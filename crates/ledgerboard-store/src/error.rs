use ledgerboard_chain::ChainError;

/// Errors raised by indexed store operations.
#[derive(Debug, thiserror::Error)]
pub enum StoreError {
    #[error("{kind} not found: {id}")]
    NotFound { kind: &'static str, id: String },

    #[error("{kind} already exists: {id}")]
    AlreadyExists { kind: &'static str, id: String },

    #[error("{kind} has no index named {index}")]
    UnknownIndex { kind: &'static str, index: String },

    #[error("snapshot line {line}: {message}")]
    Snapshot { line: usize, message: String },

    #[error("cannot encode snapshot entity: {0}")]
    Encode(String),

    #[error(transparent)]
    Persist(#[from] ChainError),
}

:::::

__Exercise brief__:
Lines from the first one above through the line containing "has no index" are to be retyped exactly, both included, and nothing more.

__Response__:
filename crates/ledgerboard-store/src/error.rs
use ledgerboard_chain::ChainError;

/// Errors raised by indexed store operations.
#[derive(Debug, thiserror::Error)]
pub enum StoreError {
    #[error("{kind} not found: {id}")]
    NotFound { kind: &'static str, id: String },

    #[error("{kind} already exists: {id}")]
    AlreadyExists { kind: &'static str, id: String },

    #[error("{kind} has no index named {index}")]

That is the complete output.